Make It: Meyer Lemon Citrus Sugar Cubes for Cocktails

Make It: Meyer Lemon Citrus Sugar Cubes for Cocktails // stirandstrain.com

I think I’ve been talking about putting these into a post for a few years now. So, sorry. Thanks for your patience. I’ll get us straight to the how-to in just a second.

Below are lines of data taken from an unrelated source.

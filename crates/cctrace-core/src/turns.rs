//! Turn assembly - groups transcript records into user-prompt-to-response turns
//!
//! Records are scanned in file order:
//! - a user prompt closes the current turn and opens the next one
//! - user records carrying `tool_result` blocks attach outputs to the current turn
//! - assistant records append their blocks, in arrival order, to the current turn
//! - system records are held and become the system prompt of the next turn
//!
//! A turn is complete when a terminal `stop_reason` was observed. Anything
//! else (interrupted sessions, a batch ending mid-response) is partial.

use chrono::{DateTime, Utc};
use std::collections::HashMap;

use crate::truncate::sha256_hex;
use crate::types::{ContentBlock, PositionedRecord, Role, TokenUsage, TranscriptRecord};

/// Stop reason that means the model paused for a tool, not that it finished
const NON_TERMINAL_STOP: &str = "tool_use";

/// Separator between consecutive system prompts of one turn
const SYSTEM_SEPARATOR: &str = "\n---\n";

/// Whether a turn saw its terminating response
#[derive(Debug, Clone, Copy, PartialEq, Eq)]
pub enum TurnStatus {
    Complete,
    Partial,
}

/// One content block of a turn, stamped with its record's time
#[derive(Debug, Clone, PartialEq)]
pub struct TurnBlock {
    pub block: ContentBlock,
    pub timestamp: Option<DateTime<Utc>>,
}

/// Output of a tool call, taken from a `tool_result` block
#[derive(Debug, Clone, PartialEq)]
pub struct ToolResultEntry {
    pub content: serde_json::Value,
    pub is_error: bool,
    pub timestamp: Option<DateTime<Utc>>,
}

/// A user prompt and everything the assistant did in response
#[derive(Debug, Clone)]
pub struct Turn {
    /// Deterministic identity: session + first user record
    pub turn_id: String,
    pub session_id: String,
    pub user: TranscriptRecord,
    /// Byte offset of the user record in the transcript
    pub user_offset: u64,
    pub system_prompt: Option<String>,
    /// Assistant blocks in transcript order
    pub blocks: Vec<TurnBlock>,
    /// Tool outputs keyed by tool_use id
    pub tool_results: HashMap<String, ToolResultEntry>,
    pub model: Option<String>,
    pub usage: Option<TokenUsage>,
    pub stop_reason: Option<String>,
    pub status: TurnStatus,
    pub assistant_records: usize,
    pub ended_at: Option<DateTime<Utc>>,
}

impl Turn {
    pub fn is_partial(&self) -> bool {
        self.status == TurnStatus::Partial
    }

    /// True when the assistant never answered
    pub fn is_user_only(&self) -> bool {
        self.assistant_records == 0
    }

    pub fn user_text(&self) -> String {
        self.user.text()
    }

    /// All assistant text blocks joined with newlines
    pub fn assistant_text(&self) -> String {
        let mut parts = Vec::new();
        for b in &self.blocks {
            if let ContentBlock::Text { text } = &b.block {
                if !text.trim().is_empty() {
                    parts.push(text.as_str());
                }
            }
        }
        parts.join("\n")
    }

    pub fn started_at(&self) -> Option<DateTime<Utc>> {
        self.user.timestamp
    }

    /// Count blocks of one kind (`"text"`, `"thinking"`, `"tool_use"`, ...)
    pub fn count_blocks(&self, kind: &str) -> usize {
        self.blocks.iter().filter(|b| b.block.kind() == kind).count()
    }
}

/// Identity of a turn: hash of the session and the first user record.
///
/// The record's UUID is used when present, its byte offset otherwise, so a
/// turn re-read in a later run maps to the same id.
pub fn turn_identity(session_id: &str, user: &TranscriptRecord, user_offset: u64) -> String {
    let anchor = match &user.uuid {
        Some(uuid) => format!("uuid:{}", uuid),
        None => format!("offset:{}", user_offset),
    };
    let digest = sha256_hex(&format!("{}::{}", session_id, anchor));
    digest[..32].to_string()
}

fn is_terminal(stop_reason: Option<&str>) -> bool {
    matches!(stop_reason, Some(r) if r != NON_TERMINAL_STOP)
}

/// Turn under construction
struct OpenTurn {
    user: TranscriptRecord,
    user_offset: u64,
    system_prompt: Option<String>,
    blocks: Vec<TurnBlock>,
    tool_results: HashMap<String, ToolResultEntry>,
    model: Option<String>,
    /// Usage per API message id, last value wins; insertion order kept
    usage_by_message: Vec<(String, TokenUsage)>,
    stop_reason: Option<String>,
    assistant_records: usize,
    ended_at: Option<DateTime<Utc>>,
}

impl OpenTurn {
    fn close(self, session_id: &str) -> Turn {
        let session_id = self
            .user
            .session_id
            .clone()
            .unwrap_or_else(|| session_id.to_string());

        let usage = if self.usage_by_message.is_empty() {
            None
        } else {
            let mut total = TokenUsage::default();
            for (_, u) in &self.usage_by_message {
                total.accumulate(u);
            }
            Some(total)
        };

        let status = if is_terminal(self.stop_reason.as_deref()) {
            TurnStatus::Complete
        } else {
            TurnStatus::Partial
        };

        Turn {
            turn_id: turn_identity(&session_id, &self.user, self.user_offset),
            session_id,
            user: self.user,
            user_offset: self.user_offset,
            system_prompt: self.system_prompt,
            blocks: self.blocks,
            tool_results: self.tool_results,
            model: self.model,
            usage,
            stop_reason: self.stop_reason,
            status,
            assistant_records: self.assistant_records,
            ended_at: self.ended_at,
        }
    }
}

/// Incremental turn builder. Feed records in file order, then [`finish`](Self::finish).
pub struct TurnBuilder {
    session_id: String,
    turns: Vec<Turn>,
    current: Option<OpenTurn>,
    pending_system: Vec<String>,
    orphans: usize,
}

impl TurnBuilder {
    pub fn new(session_id: impl Into<String>) -> Self {
        Self {
            session_id: session_id.into(),
            turns: Vec::new(),
            current: None,
            pending_system: Vec::new(),
            orphans: 0,
        }
    }

    /// Records that arrived with no user prompt to attach to
    pub fn orphans(&self) -> usize {
        self.orphans
    }

    pub fn push(&mut self, positioned: PositionedRecord) {
        let PositionedRecord { offset, record, .. } = positioned;
        match record.role {
            Role::System => {
                let text = record.text();
                if !text.trim().is_empty() {
                    self.pending_system.push(text);
                }
            }
            Role::User if record.is_tool_result() => self.push_tool_results(record),
            Role::User => self.start_turn(record, offset),
            Role::Assistant => self.push_assistant(record),
        }
    }

    fn start_turn(&mut self, user: TranscriptRecord, offset: u64) {
        if let Some(open) = self.current.take() {
            self.turns.push(open.close(&self.session_id));
        }
        let system_prompt = if self.pending_system.is_empty() {
            None
        } else {
            Some(std::mem::take(&mut self.pending_system).join(SYSTEM_SEPARATOR))
        };
        self.current = Some(OpenTurn {
            ended_at: user.timestamp,
            user,
            user_offset: offset,
            system_prompt,
            blocks: Vec::new(),
            tool_results: HashMap::new(),
            model: None,
            usage_by_message: Vec::new(),
            stop_reason: None,
            assistant_records: 0,
        });
    }

    fn push_tool_results(&mut self, record: TranscriptRecord) {
        let Some(open) = self.current.as_mut() else {
            self.orphans += 1;
            return;
        };
        for block in record.content {
            if let ContentBlock::ToolResult {
                tool_use_id,
                content,
                is_error,
            } = block
            {
                open.tool_results.insert(
                    tool_use_id,
                    ToolResultEntry {
                        content,
                        is_error,
                        timestamp: record.timestamp,
                    },
                );
            }
        }
        if record.timestamp.is_some() {
            open.ended_at = record.timestamp;
        }
    }

    fn push_assistant(&mut self, record: TranscriptRecord) {
        let Some(open) = self.current.as_mut() else {
            self.orphans += 1;
            return;
        };

        open.assistant_records += 1;
        if open.model.is_none() {
            open.model = record.model.clone();
        }
        if record.stop_reason.is_some() {
            open.stop_reason = record.stop_reason.clone();
        }
        if record.timestamp.is_some() {
            open.ended_at = record.timestamp;
        }

        if let Some(usage) = record.usage {
            let key = record
                .message_id
                .clone()
                .unwrap_or_else(|| format!("noid:{}", open.assistant_records));
            match open.usage_by_message.iter_mut().find(|(id, _)| *id == key) {
                Some(entry) => entry.1 = usage,
                None => open.usage_by_message.push((key, usage)),
            }
        }

        for block in record.content {
            open.blocks.push(TurnBlock {
                block,
                timestamp: record.timestamp,
            });
        }
    }

    /// Close the last turn and return all turns in order
    pub fn finish(mut self) -> Vec<Turn> {
        if let Some(open) = self.current.take() {
            self.turns.push(open.close(&self.session_id));
        }
        self.turns
    }
}

/// Build turns from records in file order
pub fn build_turns<I>(session_id: &str, records: I) -> Vec<Turn>
where
    I: IntoIterator<Item = PositionedRecord>,
{
    let mut builder = TurnBuilder::new(session_id);
    for record in records {
        builder.push(record);
    }
    builder.finish()
}
fn read_transcript(
    ctx: &RunContext,
    path: &Path,
    session_id: &str,
) -> Result<Option<TranscriptProgress>, PipelineError> {
    let stored = ctx.store.offsets().load(path);
    let len = match transcript_len(path)? {
        Some(len) => len,
        None => {
            debug!(path = %path.display(), "Transcript does not exist yet");
            return Ok(None);
        }
    };

    let mut next = stored.clone();
    next.last_session_id = Some(session_id.to_string());

    if len == stored.byte_offset {
        debug!(path = %path.display(), offset = len, "No new transcript data");
        return Ok(Some(TranscriptProgress {
            turns: Vec::new(),
            base: stored.turn_count,
            stored,
            next,
            malformed: 0,
            reopened: None,
        }));
    }

    let mut reopened = None;
    let (from, mut base) = if len < stored.byte_offset {
        warn!(
            path = %path.display(),
            stored = stored.byte_offset,
            len,
            "Transcript shrank, restarting from the beginning"
        );
        (0, 0)
    } else {
        match &stored.open_turn {
            // Reopen the partial turn so it is re-sent with what followed it
            Some(open) => {
                reopened = open.shape;
                (open.byte_offset, open.turn_number.saturating_sub(1))
            }
            None => (stored.byte_offset, stored.turn_count),
        }
    };

    let (mut turns, mut end, malformed) = match read_new(path, from)? {
        ReadOutcome::Missing => return Ok(None),
        ReadOutcome::NoNewData { offset } => (Vec::new(), offset, 0),
        ReadOutcome::Records(mut records) => {
            let mut builder = TurnBuilder::new(session_id);
            for record in records.by_ref() {
                builder.push(record);
            }
            if builder.orphans() > 0 {
                warn!(
                    path = %path.display(),
                    orphans = builder.orphans(),
                    "Records with no user prompt before them were not traced"
                );
            }
            let turns = builder.finish();
            if records.restarted() {
                base = 0;
            }
            (turns, records.offset(), records.skipped())
        }
    };

    // Only an incomplete line past the old offset: nothing new to send
    if end <= stored.byte_offset && len >= stored.byte_offset {
        turns.clear();
        base = stored.turn_count;
        end = stored.byte_offset;
        reopened = None;
    } else {
        next.turn_count = base + turns.len() as u64;
        next.open_turn = turns.last().filter(|t| t.is_partial()).map(|t| OpenTurn {
            byte_offset: t.user_offset,
            turn_number: next.turn_count,
            turn_id: t.turn_id.clone(),
            shape: None,
        });
    }
    next.byte_offset = end;

    debug!(
        path = %path.display(),
        from,
        to = end,
        turns = turns.len(),
        malformed,
        "Read transcript"
    );
    Ok(Some(TranscriptProgress {
        turns,
        base,
        stored,
        next,
        malformed,
        reopened,
    }))
}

First, I’m going to repeat a few pointers from my Smoked Sugar Cube post so you’ll all have it right here for reference:

  1. You must use superfine sugar, granulated sugar does not make for a solid cube.
  2. Don’t try and speed this up by microwaving. All these recipe how-to’s I read on making sugar cubes all reference the microwave and I think they are ALL LYING. All the microwave did was melt my sugar, even on low power.
  3. Mini ice cube trays are amazing for perfectly sized cubes. But not necessary. Your choice.
Make It: Meyer Lemon Citrus Sugar Cubes for Cocktails // stirandstrain.com

The Meyer Lemon is quite fragrant and comes through just from using the zest. And then there’s the slightly bitter undertones from the lemon bitters as well; that’s why I specify that these are for cocktails instead of, say, your tea.

These little sugar cubes are super easy to make, come together fairly quickly, and stick around for a long time. I hope you get to make some and if you do, let me know what you used them in. I added them to a simple gin and lemon La Croix I mixed up while cleaning my house this weekend.

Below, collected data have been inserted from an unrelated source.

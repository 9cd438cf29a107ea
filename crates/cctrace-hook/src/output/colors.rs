//! Color helpers for terminal output

use colored::Colorize;

/// Get colored header
pub fn header(text: &str) -> String {
    text.bold().underline().to_string()
}

/// Get colored label
pub fn label(text: &str) -> String {
    text.white().dimmed().to_string()
}

/// Get colored value
pub fn value(text: &str) -> String {
    text.white().to_string()
}

/// Get colored success message
pub fn success(text: &str) -> String {
    format!("{} {}", "✓".green(), text)
}

/// Get colored warning message
pub fn warning(text: &str) -> String {
    format!("{} {}", "⚠".yellow(), text)
}

/// Get colored error message
pub fn error(text: &str) -> String {
    format!("{} {}", "✗".red(), text)
}

/// Get colored tool name
pub fn colored_tool(name: &str) -> String {
    name.bright_white().to_string()
}

/// Color a buffered event by phase
pub fn colored_phase(phase: &str) -> String {
    match phase {
        "before" => phase.yellow().to_string(),
        "after" => phase.cyan().to_string(),
        _ => phase.white().to_string(),
    }
}

/// Format size in human-readable form
pub fn format_size(bytes: u64) -> String {
    let bytes = bytes as f64;
    if bytes < 1024.0 {
        format!("{:.0} B", bytes)
    } else if bytes < 1024.0 * 1024.0 {
        format!("{:.1} KB", bytes / 1024.0)
    } else if bytes < 1024.0 * 1024.0 * 1024.0 {
        format!("{:.1} MB", bytes / (1024.0 * 1024.0))
    } else {
        format!("{:.1} GB", bytes / (1024.0 * 1024.0 * 1024.0))
    }
}

/// Format a timestamp as "Jan 25, 14:30:02"
pub fn format_date(ts: &chrono::DateTime<chrono::Utc>) -> String {
    ts.format("%b %d, %H:%M:%S").to_string()
}
//! cctrace-state - Local state for the Claude Code trace pipeline
//!
//! This crate owns everything the pipeline keeps on disk between runs:
//! per-transcript offsets, the buffered tool event queue, the detected
//! backend shape and the lock that serializes commits. It also reads new
//! transcript records past a stored offset. All files live in one state
//! directory (`~/.claude/state` by default) and are safe to delete to force
//! a cold restart.

pub mod backend;
pub mod lock;
pub mod offsets;
pub mod paths;
pub mod reader;
pub mod tool_buffer;

use std::fs::File;
use std::io::Write;
use std::path::Path;
use std::time::Duration;

use thiserror::Error;

pub use backend::{BackendRecord, BackendStore};
pub use lock::StateLock;
pub use offsets::{CommitOutcome, OffsetRecord, OffsetStore, OpenTurn};
pub use paths::{default_state_dir, state_dir_under, StatePaths};
pub use reader::{read_new, transcript_len, NewRecords, ReadOutcome};
pub use tool_buffer::ToolBuffer;

/// State errors
#[derive(Error, Debug)]
pub enum StateError {
    #[error("IO error: {0}")]
    Io(#[from] std::io::Error),

    #[error("JSON error: {0}")]
    Json(#[from] serde_json::Error),

    #[error("Timed out after {waited_ms}ms waiting for lock {path}")]
    LockTimeout { path: String, waited_ms: u128 },
}

/// Default time to wait for the state lock
pub const DEFAULT_LOCK_TIMEOUT: Duration = Duration::from_secs(2);

/// Handle on the state directory for one run
pub struct StateStore {
    paths: StatePaths,
}

impl StateStore {
    /// Open the state directory, creating it if needed
    pub fn open(dir: &Path) -> Result<Self, StateError> {
        std::fs::create_dir_all(dir)?;
        Ok(Self {
            paths: StatePaths::new(dir),
        })
    }

    pub fn paths(&self) -> &StatePaths {
        &self.paths
    }

    /// Take the exclusive commit lock
    pub fn lock(&self) -> Result<StateLock, StateError> {
        StateLock::acquire(&self.paths.lock, DEFAULT_LOCK_TIMEOUT)
    }

    pub fn offsets(&self) -> OffsetStore {
        OffsetStore::new(&self.paths.offsets)
    }

    pub fn tool_buffer(&self) -> ToolBuffer {
        ToolBuffer::new(&self.paths.buffer)
    }

    pub fn backend(&self) -> BackendStore {
        BackendStore::new(&self.paths.backend)
    }
}

/// Write `contents` to `path` atomically: temp file in the same directory,
/// fsync, rename over the target.
pub(crate) fn write_atomic(path: &Path, contents: &[u8]) -> Result<(), StateError> {
    if let Some(parent) = path.parent() {
        std::fs::create_dir_all(parent)?;
    }
    let file_name = path
        .file_name()
        .map(|n| n.to_string_lossy().to_string())
        .unwrap_or_else(|| "state".to_string());
    let tmp = path.with_file_name(format!(".{}.{}.tmp", file_name, std::process::id()));

    let mut file = File::create(&tmp)?;
    file.write_all(contents)?;
    file.sync_all()?;
    drop(file);

    if let Err(e) = std::fs::rename(&tmp, path) {
        let _ = std::fs::remove_file(&tmp);
        return Err(e.into());
    }
    Ok(())
}

#[cfg(test)]
mod tests {
    use super::*;
    use tempfile::TempDir;

    #[test]
    fn test_open_creates_directory() {
        let dir = TempDir::new().unwrap();
        let state_dir = dir.path().join("nested").join("state");
        let store = StateStore::open(&state_dir).unwrap();
        assert!(state_dir.is_dir());
        assert_eq!(store.paths().dir, state_dir);
    }

    #[test]
    fn test_write_atomic_replaces_and_leaves_no_temp() {
        let dir = TempDir::new().unwrap();
        let target = dir.path().join("state.json");
        write_atomic(&target, b"one").unwrap();
        write_atomic(&target, b"two").unwrap();
        assert_eq!(std::fs::read_to_string(&target).unwrap(), "two");
        let entries: Vec<_> = std::fs::read_dir(dir.path()).unwrap().collect();
        assert_eq!(entries.len(), 1);
    }
}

Make It: Meyer Lemon Citrus Sugar Cubes for Cocktails // stirandstrain.com

Meyer Lemon Citrus Sugar Cubes

1 cup superfine sugar
zest from one Meyer Lemon (you can substitute a regular lemon too)
1 teaspoon lemon bitters (I used Bitter Truth here)
1 teaspoon water

  • Combine superfine sugar, Meyer lemon zest, lemon bitters and water in a small mixing bowl. Combine until the texture of wet sand is reached.
  •  Pack sugar into a mini ice cube tray, tamping down each hole. Alternatively, you can spread mixture out in a 1/4 size sheet pan (you might want to double the recipe amount) pressing down hard. Let mixture sit out to dry overnight or up to two days if you’re in a climate with a lot of moisture in the air. 
  • To remove sugar cubes, flip the ice cube tray over and knock hard on the back to release the sugar cubes. Store in an airtight container in a cool, dry place for up to one year.